Bu genel girişten sonra, Orta çağ kentleri üzerinde dilimize de çevrilmiş ayrıntılı iki önemli isim ve esere özellikle atıf yaparak orta çağ kentlerinin genel özelliklerine geçebiliriz: Bu isimlerden biri Henri Pirenne diğeri ise özellikle Fernand Braudel (ö. 1985)’dir. Her ikisi de dilimize çevrilen eserler, bu döneme ilişkin oldukça ayrıntılı bilgiler vermektedir. Gerçi Braudel’in Akdeniz Dünyası her ne kadar Ortaçağ’ın sonu ve Yeniçağın başlangıç dönemini ele alsa da Akdeniz söz konusu olduğunda coğrafyacı ve tarihçi kimliğiyle Ortaçağa dair söyledikleri yine de çok değerlidir.
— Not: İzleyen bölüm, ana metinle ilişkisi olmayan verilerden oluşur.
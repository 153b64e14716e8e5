use super::{Ledger, StoreError, is_unbounded, ledger_record};
use crate::payment::PaymentRecord;
use crate::processor_type::ProcessorType;
use crate::summary::{PaymentsSummary, ProcessorSummary, to_cents};
use async_trait::async_trait;
use rust_decimal::Decimal;
use std::collections::{BTreeMap, HashMap};
use std::ops::Bound::{Included, Unbounded};
use std::sync::Arc;
use std::time::Duration;
use time::OffsetDateTime;
use tokio::sync::Mutex;
use tokio::time::Instant;

#[derive(Default)]
struct State {
    // correlation id -> marker expiry
    markers: HashMap<String, Instant>,
    // epoch seconds -> records stamped at that second
    log: BTreeMap<i64, Vec<PaymentRecord>>,
    // processor -> (requests, cents)
    counters: HashMap<ProcessorType, (u64, i64)>,
    failing_writes: u32,
    lost_replies: u32,
}

impl State {
    fn holds_marker(&mut self, correlation_id: &str, now: Instant) -> bool {
        match self.markers.get(correlation_id) {
            Some(expires_at) if *expires_at > now => true,
            Some(_) => {
                self.markers.remove(correlation_id);
                false
            }
            None => false,
        }
    }
}

/// Ledger kept in process memory, with the same contract as the Redis one.
#[derive(Clone)]
pub struct InMemoryLedger {
    state: Arc<Mutex<State>>,
    dedup_ttl: Duration,
}

impl Default for InMemoryLedger {
    fn default() -> Self {
        Self::new(Duration::from_secs(3600))
    }
}

impl InMemoryLedger {
    pub fn new(dedup_ttl: Duration) -> Self {
        Self {
            state: Arc::new(Mutex::new(State::default())),
            dedup_ttl,
        }
    }

    /// Makes the next `count` saves fail without applying anything.
    pub async fn fail_next_writes(&self, count: u32) {
        self.state.lock().await.failing_writes = count;
    }

    /// Makes the next `count` successful saves report an error after they
    /// were applied, like a reply lost on the way back from the store.
    pub async fn lose_next_replies(&self, count: u32) {
        self.state.lock().await.lost_replies = count;
    }

    /// Every record in the log, ordered by timestamp.
    pub async fn records(&self) -> Vec<PaymentRecord> {
        let state = self.state.lock().await;
        state.log.values().flatten().cloned().collect()
    }
}

#[async_trait]
impl Ledger for InMemoryLedger {
    async fn save(
        &self,
        correlation_id: &str,
        processor: ProcessorType,
        amount: Decimal,
        timestamp: OffsetDateTime,
    ) -> Result<bool, StoreError> {
        let record = ledger_record(correlation_id, processor, amount, timestamp);
        let now = Instant::now();
        let mut state = self.state.lock().await;

        if state.failing_writes > 0 {
            state.failing_writes -= 1;
            return Err(StoreError::WriteFailed(format!(
                "injected failure recording {}",
                correlation_id
            )));
        }

        if state.holds_marker(correlation_id, now) {
            return Ok(false);
        }
        state
            .markers
            .insert(correlation_id.to_string(), now + self.dedup_ttl);

        let counter = state.counters.entry(processor).or_insert((0, 0));
        counter.0 += 1;
        counter.1 += to_cents(record.amount);
        state.log.entry(record.score()).or_default().push(record);

        if state.lost_replies > 0 {
            state.lost_replies -= 1;
            return Err(StoreError::WriteFailed(format!(
                "reply lost after recording {}",
                correlation_id
            )));
        }

        Ok(true)
    }

    async fn is_processed(&self, correlation_id: &str) -> Result<bool, StoreError> {
        let mut state = self.state.lock().await;
        Ok(state.holds_marker(correlation_id, Instant::now()))
    }

    async fn summary(
        &self,
        from: Option<OffsetDateTime>,
        to: Option<OffsetDateTime>,
    ) -> Result<PaymentsSummary, StoreError> {
        let state = self.state.lock().await;

        if is_unbounded(from, to) {
            let counters = |processor: ProcessorType| {
                let (requests, cents) = state.counters.get(&processor).copied().unwrap_or((0, 0));
                ProcessorSummary::from_counters(requests, cents)
            };
            return Ok(PaymentsSummary {
                default: counters(ProcessorType::Default),
                fallback: counters(ProcessorType::Fallback),
            });
        }

        let start = from.map(|t| Included(t.unix_timestamp())).unwrap_or(Unbounded);
        let end = to.map(|t| Included(t.unix_timestamp())).unwrap_or(Unbounded);

        if let (Included(start), Included(end)) = (start, end) {
            if start > end {
                return Ok(PaymentsSummary::default());
            }
        }

        Ok(PaymentsSummary::from_records(
            state.log.range((start, end)).flat_map(|(_, records)| records),
        ))
    }

    async fn purge_all(&self) -> Result<(), StoreError> {
        let mut state = self.state.lock().await;
        state.markers.clear();
        state.log.clear();
        state.counters.clear();
        Ok(())
    }
}

#[cfg(test)]
mod tests {
    use super::*;
    use rust_decimal_macros::dec;
    use time::macros::datetime;

    const T0: OffsetDateTime = datetime!(2025-07-15 12:00:00 UTC);

    #[tokio::test]
    async fn first_writer_wins() {
        let ledger = InMemoryLedger::default();

        assert!(ledger.save("c1", ProcessorType::Default, dec!(19.90), T0).await.unwrap());
        assert!(!ledger.save("c1", ProcessorType::Fallback, dec!(19.90), T0).await.unwrap());
        assert!(ledger.is_processed("c1").await.unwrap());
        assert!(!ledger.is_processed("c2").await.unwrap());

        let summary = ledger.summary(None, None).await.unwrap();
        assert_eq!(summary.default.total_requests, 1);
        assert_eq!(summary.default.total_amount, dec!(19.90));
        assert_eq!(summary.fallback, ProcessorSummary::default());
        assert_eq!(ledger.records().await.len(), 1);
    }

    #[tokio::test]
    async fn concurrent_saves_record_once() {
        let ledger = InMemoryLedger::default();

        let handles: Vec<_> = (0..16)
            .map(|_| {
                let ledger = ledger.clone();
                tokio::spawn(async move {
                    ledger.save("c2", ProcessorType::Default, dec!(10), T0).await.unwrap()
                })
            })
            .collect();

        let mut wins = 0;
        for handle in handles {
            if handle.await.unwrap() {
                wins += 1;
            }
        }

        assert_eq!(wins, 1);
        assert_eq!(ledger.summary(None, None).await.unwrap().default.total_requests, 1);
    }

    #[tokio::test]
    async fn range_scan_is_inclusive_and_matches_counters() {
        let ledger = InMemoryLedger::default();
        ledger.save("a", ProcessorType::Default, dec!(1.10), T0).await.unwrap();
        ledger
            .save("b", ProcessorType::Default, dec!(2.20), T0 + time::Duration::seconds(10))
            .await
            .unwrap();
        ledger
            .save("c", ProcessorType::Fallback, dec!(3.30), T0 + time::Duration::seconds(20))
            .await
            .unwrap();

        let window = ledger
            .summary(Some(T0), Some(T0 + time::Duration::seconds(10)))
            .await
            .unwrap();
        assert_eq!(window.default.total_requests, 2);
        assert_eq!(window.default.total_amount, dec!(3.30));
        assert_eq!(window.fallback.total_requests, 0);

        let open_ended = ledger
            .summary(Some(T0 + time::Duration::seconds(11)), None)
            .await
            .unwrap();
        assert_eq!(open_ended.default.total_requests, 0);
        assert_eq!(open_ended.fallback.total_amount, dec!(3.30));

        let everything = ledger.summary(None, Some(T0 + time::Duration::hours(1))).await.unwrap();
        assert_eq!(everything, ledger.summary(None, None).await.unwrap());

        let inverted = ledger
            .summary(Some(T0 + time::Duration::hours(1)), Some(T0))
            .await
            .unwrap();
        assert_eq!(inverted, PaymentsSummary::default());
    }

    #[tokio::test]
    async fn amounts_are_kept_in_cents() {
        let ledger = InMemoryLedger::default();
        ledger.save("a", ProcessorType::Default, dec!(0.105), T0).await.unwrap();

        assert_eq!(ledger.records().await[0].amount, dec!(0.11));
        assert_eq!(
            ledger.summary(None, None).await.unwrap().default.total_amount,
            dec!(0.11)
        );
    }

    #[tokio::test(start_paused = true)]
    async fn marker_expires_after_ttl() {
        let ledger = InMemoryLedger::new(Duration::from_secs(60));
        ledger.save("c1", ProcessorType::Default, dec!(1), T0).await.unwrap();

        tokio::time::advance(Duration::from_secs(59)).await;
        assert!(ledger.is_processed("c1").await.unwrap());

        tokio::time::advance(Duration::from_secs(2)).await;
        assert!(!ledger.is_processed("c1").await.unwrap());
    }

    #[tokio::test]
    async fn retry_after_lost_reply_does_not_count_twice() {
        let ledger = InMemoryLedger::default();
        ledger.lose_next_replies(1).await;

        assert!(ledger.save("c1", ProcessorType::Default, dec!(5), T0).await.is_err());
        assert!(ledger.is_processed("c1").await.unwrap());
        assert!(!ledger.save("c1", ProcessorType::Default, dec!(5), T0).await.unwrap());

        let summary = ledger.summary(None, None).await.unwrap();
        assert_eq!(summary.default.total_requests, 1);
        assert_eq!(summary.default.total_amount, dec!(5));
        assert_eq!(ledger.records().await.len(), 1);
    }

    #[tokio::test]
    async fn stamps_are_kept_in_utc() {
        let ledger = InMemoryLedger::default();
        ledger
            .save("c1", ProcessorType::Default, dec!(1), datetime!(2025-07-15 14:00:00.5 +02:00))
            .await
            .unwrap();

        let record = &ledger.records().await[0];
        assert_eq!(record.timestamp, T0);
        assert_eq!(record.timestamp.offset(), time::UtcOffset::UTC);
    }

    #[tokio::test]
    async fn failed_write_leaves_no_claim() {
        let ledger = InMemoryLedger::default();
        ledger.fail_next_writes(1).await;

        assert!(ledger.save("c1", ProcessorType::Default, dec!(5), T0).await.is_err());
        assert!(!ledger.is_processed("c1").await.unwrap());
        assert!(ledger.save("c1", ProcessorType::Default, dec!(5), T0).await.unwrap());
        assert_eq!(ledger.summary(None, None).await.unwrap().default.total_requests, 1);
    }

    #[tokio::test]
    async fn purge_resets_everything() {
        let ledger = InMemoryLedger::default();
        ledger.save("c1", ProcessorType::Fallback, dec!(5), T0).await.unwrap();
        ledger.purge_all().await.unwrap();

        assert!(!ledger.is_processed("c1").await.unwrap());
        assert_eq!(ledger.summary(None, None).await.unwrap(), PaymentsSummary::default());
        assert!(ledger.records().await.is_empty());
    }
}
  • Fenikeliler, Yunanlılar ve son olarak Romalılar aracılığıyla Batı Avrupa her zaman Doğu’nun kültür damgasını taşıdı ve bu kural kentin gelişiminde de değişmedi. 
  • Roma İmparatorluğunun kurduğu düzen Doğu toplumlarının zenginliklerinin Batı'ya aktarılması ile bir imparatorluk dengesi sağladı. Bunun sonucunda kenti denetleyerek el koyduğu üretim fazlalığına dayanarak gelişmesini daha da büyüttü.
  • Helenistik dönemin kenti zenginleşip, eski doğu despotluklarında olduğu gibi altyapı tesisleri ve görkemli anıtlarla donanırken, İskender'den başlayarak Helenistik krallar da yine bu despotizmlerde olduğu gibi tanrılar arasına yerleşti. Uyruklarından kendilerini yere kapanarak selamlamalarını istiyorlardı.
  • İtalya'da, antik Yunan tarihi tekrarlandı. Hiçbir yönetici, tek başına İtalya'yı birleştirecek güce ulaşamadı ve güçlü bir bölge iktidarı olmadığı için de kent devletleri yeniden hayat buldu. Germen imparatorları, Normanlar, Fransa, İspanya ve daha sonraları Hristiyanlar ve Müslümanlar hepsi İtalya'nın tamamını almak istiyordu. Hiçbiri başaramadı, hiçbir merkezi güç hüküm süremediği için de kentler kendi kendilerinin efendisi oldular. Venedik, sonunda bir dünya gücü haline geldi ve ağırlığını 11. Yüzyıla kadar korudu. Napoli, Bologna, Parma, Piacenza ve Ostia, cumhuriyetin ilk kurulan kentlerindendi; onları miladi birinci yüzyılda kurulan Como, Pavia, Verona ve Floransa izledi.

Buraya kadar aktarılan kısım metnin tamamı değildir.